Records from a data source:
——————————
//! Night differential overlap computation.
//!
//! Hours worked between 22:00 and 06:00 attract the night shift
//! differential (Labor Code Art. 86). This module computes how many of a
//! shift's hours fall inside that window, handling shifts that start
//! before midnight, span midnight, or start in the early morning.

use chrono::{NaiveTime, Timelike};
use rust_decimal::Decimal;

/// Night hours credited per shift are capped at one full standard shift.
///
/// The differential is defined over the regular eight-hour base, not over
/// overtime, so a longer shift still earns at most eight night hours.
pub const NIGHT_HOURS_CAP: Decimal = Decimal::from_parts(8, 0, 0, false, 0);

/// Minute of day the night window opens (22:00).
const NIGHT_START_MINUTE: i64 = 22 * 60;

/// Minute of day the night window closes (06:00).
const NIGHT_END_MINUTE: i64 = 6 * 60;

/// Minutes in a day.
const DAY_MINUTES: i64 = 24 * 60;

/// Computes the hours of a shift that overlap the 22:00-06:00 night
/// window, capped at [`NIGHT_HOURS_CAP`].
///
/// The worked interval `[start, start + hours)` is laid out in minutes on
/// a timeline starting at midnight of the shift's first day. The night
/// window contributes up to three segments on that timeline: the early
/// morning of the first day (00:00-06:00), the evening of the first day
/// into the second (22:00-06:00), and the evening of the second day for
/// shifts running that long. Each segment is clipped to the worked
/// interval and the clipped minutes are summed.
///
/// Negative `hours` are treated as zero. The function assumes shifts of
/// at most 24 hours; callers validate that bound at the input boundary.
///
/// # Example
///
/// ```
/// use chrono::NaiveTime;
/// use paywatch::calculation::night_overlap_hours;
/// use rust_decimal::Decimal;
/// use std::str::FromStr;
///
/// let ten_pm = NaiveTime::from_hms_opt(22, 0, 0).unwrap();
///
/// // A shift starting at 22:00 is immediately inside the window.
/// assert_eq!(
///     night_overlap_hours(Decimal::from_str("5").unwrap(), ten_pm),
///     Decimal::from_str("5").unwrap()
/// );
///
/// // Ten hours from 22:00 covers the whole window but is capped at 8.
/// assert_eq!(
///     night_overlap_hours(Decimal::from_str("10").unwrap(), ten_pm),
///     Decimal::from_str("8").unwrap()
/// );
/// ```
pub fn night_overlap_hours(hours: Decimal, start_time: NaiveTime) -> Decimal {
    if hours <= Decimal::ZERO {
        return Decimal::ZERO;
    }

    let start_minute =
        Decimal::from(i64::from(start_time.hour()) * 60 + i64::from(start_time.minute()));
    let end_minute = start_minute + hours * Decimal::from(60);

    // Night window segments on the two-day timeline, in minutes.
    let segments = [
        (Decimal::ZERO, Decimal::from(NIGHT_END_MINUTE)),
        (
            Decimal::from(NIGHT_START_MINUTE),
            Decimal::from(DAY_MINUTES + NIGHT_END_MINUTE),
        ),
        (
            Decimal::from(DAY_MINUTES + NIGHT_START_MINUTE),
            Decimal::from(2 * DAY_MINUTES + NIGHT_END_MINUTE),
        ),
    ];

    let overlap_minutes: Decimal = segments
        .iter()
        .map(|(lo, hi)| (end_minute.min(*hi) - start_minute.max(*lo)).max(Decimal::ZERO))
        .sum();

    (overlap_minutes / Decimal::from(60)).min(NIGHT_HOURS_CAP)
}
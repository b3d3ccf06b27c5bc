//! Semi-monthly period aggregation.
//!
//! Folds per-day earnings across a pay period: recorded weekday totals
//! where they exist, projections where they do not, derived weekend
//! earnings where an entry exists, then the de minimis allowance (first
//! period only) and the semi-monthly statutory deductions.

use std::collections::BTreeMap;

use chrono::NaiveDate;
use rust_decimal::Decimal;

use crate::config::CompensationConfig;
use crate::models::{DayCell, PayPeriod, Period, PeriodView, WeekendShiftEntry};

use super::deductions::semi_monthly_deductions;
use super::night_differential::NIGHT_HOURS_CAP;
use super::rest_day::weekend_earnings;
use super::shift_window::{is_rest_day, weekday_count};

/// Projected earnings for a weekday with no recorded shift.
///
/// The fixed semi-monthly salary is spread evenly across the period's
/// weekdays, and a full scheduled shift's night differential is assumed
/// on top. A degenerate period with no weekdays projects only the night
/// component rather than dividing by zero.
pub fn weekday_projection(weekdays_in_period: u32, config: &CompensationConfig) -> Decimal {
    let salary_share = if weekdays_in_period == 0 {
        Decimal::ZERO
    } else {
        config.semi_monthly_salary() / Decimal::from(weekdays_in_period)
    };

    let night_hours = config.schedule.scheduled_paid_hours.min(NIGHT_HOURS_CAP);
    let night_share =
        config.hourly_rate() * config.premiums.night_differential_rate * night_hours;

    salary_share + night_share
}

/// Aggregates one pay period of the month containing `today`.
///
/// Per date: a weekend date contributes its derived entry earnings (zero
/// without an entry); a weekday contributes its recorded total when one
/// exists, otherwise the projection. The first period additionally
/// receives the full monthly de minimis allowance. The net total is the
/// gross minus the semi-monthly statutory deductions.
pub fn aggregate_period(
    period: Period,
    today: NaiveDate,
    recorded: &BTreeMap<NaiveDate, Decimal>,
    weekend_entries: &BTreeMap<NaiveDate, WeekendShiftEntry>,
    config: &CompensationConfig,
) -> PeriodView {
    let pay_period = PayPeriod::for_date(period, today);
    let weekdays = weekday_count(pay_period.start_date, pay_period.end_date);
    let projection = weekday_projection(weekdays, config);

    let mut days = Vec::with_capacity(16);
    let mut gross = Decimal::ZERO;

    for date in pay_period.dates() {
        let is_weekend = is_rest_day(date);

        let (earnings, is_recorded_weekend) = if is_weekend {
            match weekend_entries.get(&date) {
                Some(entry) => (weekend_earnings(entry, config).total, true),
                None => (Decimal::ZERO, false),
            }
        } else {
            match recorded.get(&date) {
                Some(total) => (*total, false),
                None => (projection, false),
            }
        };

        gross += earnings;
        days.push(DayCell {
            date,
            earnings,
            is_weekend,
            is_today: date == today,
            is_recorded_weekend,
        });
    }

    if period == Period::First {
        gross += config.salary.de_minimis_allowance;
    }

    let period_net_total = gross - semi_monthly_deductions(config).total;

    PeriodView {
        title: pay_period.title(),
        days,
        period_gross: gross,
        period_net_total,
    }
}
——————————
State how many lines of the entries above include the word "capped", offering no text other than the number.

> [Exercise solution]: 3